Create AI interviews yourself
Today's AI makes it much easier to conduct synthetic interviews. If you want to try it out despite the known disadvantages, all you need is access to one of the common LLMs - such as ChatGPT, Gemini or LLaMA - and a Word or PDF document with the profiles of the target persons.
This should include key characteristics: Age, gender, location, professional background, purchasing behavior, pain points, motivations, triggers and media usage. Equally important: a clear objective. What should the interview or roundtable achieve?
You can also specify how many synthetic personas you want to create and in which format the answers should be available - as continuous text, interview excerpts or survey results.
Then you can get started: Upload your document with the target group information, add the product description or the position to be filled and define the desired number of personas. Then ask them your questions - and at the end, have a report created that summarizes key problems, concerns, positive aspects and concise quotes.
The result is available in just a few minutes and can be quite informative. However, it often remains superficial. Many synthetic interview partners provide almost identical answers - factual, unemotional, predictable. This is not enough for in-depth insights.
But: such tests help to develop better questions for real user interviews.
The best of both worlds
data-driven personas - such as those from the Persona Institute - are also created with the help of AI, but not by prompt and not on the basis of synthetic data. AI analyzes huge data sets for us that would be almost impossible to manage manually. It recognizes patterns in these volumes that humans would overlook and derives specific recommendations for action.
Precise personas are created from valid data sets - developed with AI, but under human supervision and control. The result is realistic profiles that make target groups tangible.
And best of all, AI helps us to bring these personas to life - as living chatbots that you can talk to directly. They conduct interviews, take part in focus groups or advise you on design issues. If you prefer talking to typing, you can also talk to them.
In short: personas from real data, created with AI - for realistic, synthetic interviews.
Our personas are based on representative data from over 12 countries and 1,000 markets. They are based on more than one million scientifically collected surveys and just as many statistics.

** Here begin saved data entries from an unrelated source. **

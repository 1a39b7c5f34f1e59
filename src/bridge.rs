use std::sync::Arc;

use tokio::sync::oneshot;
use tracing::{debug, error, info, warn};
use uuid::Uuid;

use crate::config::Config;
use crate::db::{BackendKind, DatabaseError, DatabaseManager, LinkStore, StoreStatus};

pub mod codes;
pub(crate) mod logic;

pub use self::codes::PendingCodeRegistry;

#[derive(Debug, Clone, PartialEq, Eq)]
pub enum CodeRequest {
    Issued(String),
    Disabled,
}

#[derive(Debug, Clone, PartialEq, Eq)]
pub enum LinkOutcome {
    Linked { player_id: Uuid },
    InvalidCode,
}

#[derive(Debug, Clone, PartialEq, Eq)]
pub struct StatusReport {
    pub backend: BackendKind,
    pub status: StoreStatus,
    pub sql_status: StoreStatus,
    pub linking_enabled: bool,
    pub pending_codes: usize,
}

/// Entry point for the linking protocol and operator commands.
#[derive(Clone)]
pub struct LinkCoordinator {
    config: Arc<Config>,
    codes: Arc<PendingCodeRegistry>,
    db_manager: DatabaseManager,
}

impl LinkCoordinator {
    pub fn new(config: Arc<Config>) -> Self {
        let db_manager = DatabaseManager::new(config.clone());
        Self {
            config,
            codes: Arc::new(PendingCodeRegistry::new()),
            db_manager,
        }
    }

    pub fn linking_enabled(&self) -> bool {
        self.config.linking.enabled
    }

    /// Brings the selected backend up in a background task.
    ///
    /// The receiver resolves once with the resulting status.
    pub fn spawn_initialize(self: &Arc<Self>) -> oneshot::Receiver<StoreStatus> {
        let (ready_tx, ready_rx) = oneshot::channel();
        let coordinator = Arc::clone(self);
        tokio::spawn(async move {
            let status = match coordinator.db_manager.initialize().await {
                Ok(status) => status,
                Err(e) => {
                    warn!("link backend unavailable after startup: {}", e);
                    StoreStatus::Offline
                }
            };
            info!(
                "link backend {} ready with status {}",
                coordinator.db_manager.backend(),
                status
            );
            if ready_tx.send(status).is_err() {
                debug!("startup readiness receiver dropped");
            }
        });
        ready_rx
    }

    pub fn request_code(&self, player_id: Uuid) -> CodeRequest {
        if !self.linking_enabled() {
            debug!("link code refused for {}: linking disabled", player_id);
            return CodeRequest::Disabled;
        }
        let code = self.codes.issue(player_id);
        info!("issued link code for player {}", player_id);
        CodeRequest::Issued(code)
    }

    /// Redeems `code` and stores the link on the active backend.
    ///
    /// A blank `discord_id` is rejected before the code is touched. A code
    /// consumed here stays consumed even if the store write fails.
    pub async fn complete_link(
        &self,
        code: &str,
        discord_id: &str,
    ) -> Result<LinkOutcome, DatabaseError> {
        let discord_id = logic::normalize_discord_id(discord_id).ok_or_else(|| {
            DatabaseError::InvalidInput("discord id cannot be empty".to_string())
        })?;

        let Some(code) = logic::normalize_code(code) else {
            debug!("rejected malformed link code from discord user {}", discord_id);
            return Ok(LinkOutcome::InvalidCode);
        };
        let Some(player_id) = self.codes.redeem(code) else {
            debug!("unknown link code from discord user {}", discord_id);
            return Ok(LinkOutcome::InvalidCode);
        };

        let store = self.db_manager.active_store();
        store
            .upsert_link(player_id, discord_id)
            .await
            .inspect_err(|e| {
                error!(
                    "failed to store link player_id={} discord_id={} backend={}: {}",
                    player_id,
                    discord_id,
                    store.kind(),
                    e
                )
            })?;

        info!("linked player {} to discord user {}", player_id, discord_id);
        Ok(LinkOutcome::Linked { player_id })
    }

    pub async fn reconnect(&self) -> Result<StoreStatus, DatabaseError> {
        info!("reconnecting relational link backend");
        self.db_manager.reconnect().await
    }

    pub async fn status_report(&self) -> StatusReport {
        StatusReport {
            backend: self.db_manager.backend(),
            status: self.db_manager.active_store().status().await,
            sql_status: self.db_manager.sql_store().status().await,
            linking_enabled: self.linking_enabled(),
            pending_codes: self.codes.pending_count(),
        }
    }

    /// Each link as `(player, "ID: <discord> | Linked: <date>")`.
    pub async fn lookup(
        &self,
        player_id: Option<Uuid>,
    ) -> Result<Vec<(Uuid, String)>, DatabaseError> {
        let records = self.db_manager.active_store().lookup(player_id).await?;
        Ok(logic::lookup_lines(&records))
    }

    pub async fn external_id(&self, player_id: Uuid) -> Result<Option<String>, DatabaseError> {
        let records = self.db_manager.active_store().lookup(Some(player_id)).await?;
        Ok(records.into_iter().next().map(|record| record.discord_id))
    }

    pub fn db_manager(&self) -> &DatabaseManager {
        &self.db_manager
    }
}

These profiles provide far more than just demographics. They show who your target group really is - in all its facets: Living situation, income, media use, innovativeness and attitudes towards topics such as health, finance, travel, nutrition or social behavior. You will also find out how your persona assesses their economic situation, what and where they shop, what drives them and what inhibits them.
Each persona comes across as authentic - almost like a good friend that you really know. And why not make this friend your colleague?
Thanks to our AI-powered persona bot, you can chat, talk and involve your persona in your work:
- For recruiters: Have a conversation with your candidate persona about the ideal application process, no-gos and favorite job ads.
- For product developers: Ask your buyer persona what they expect from the product, how they use it and which design appeals to them. If you have several buyer personas for a brand, you can even conduct synthetic focus group interviews with them - because they are data-based on real data and are therefore not "fishing in the dark".
- For B2B sales: Consult your entire buyer center and develop your sales strategy on this basis.
These conversations are synthetic - but surprisingly real. Thanks to millions of real data points, the answers seem credible, emotional and relevant.
Combining the best of two worlds: the precision of human research with the speed and scalability of AI.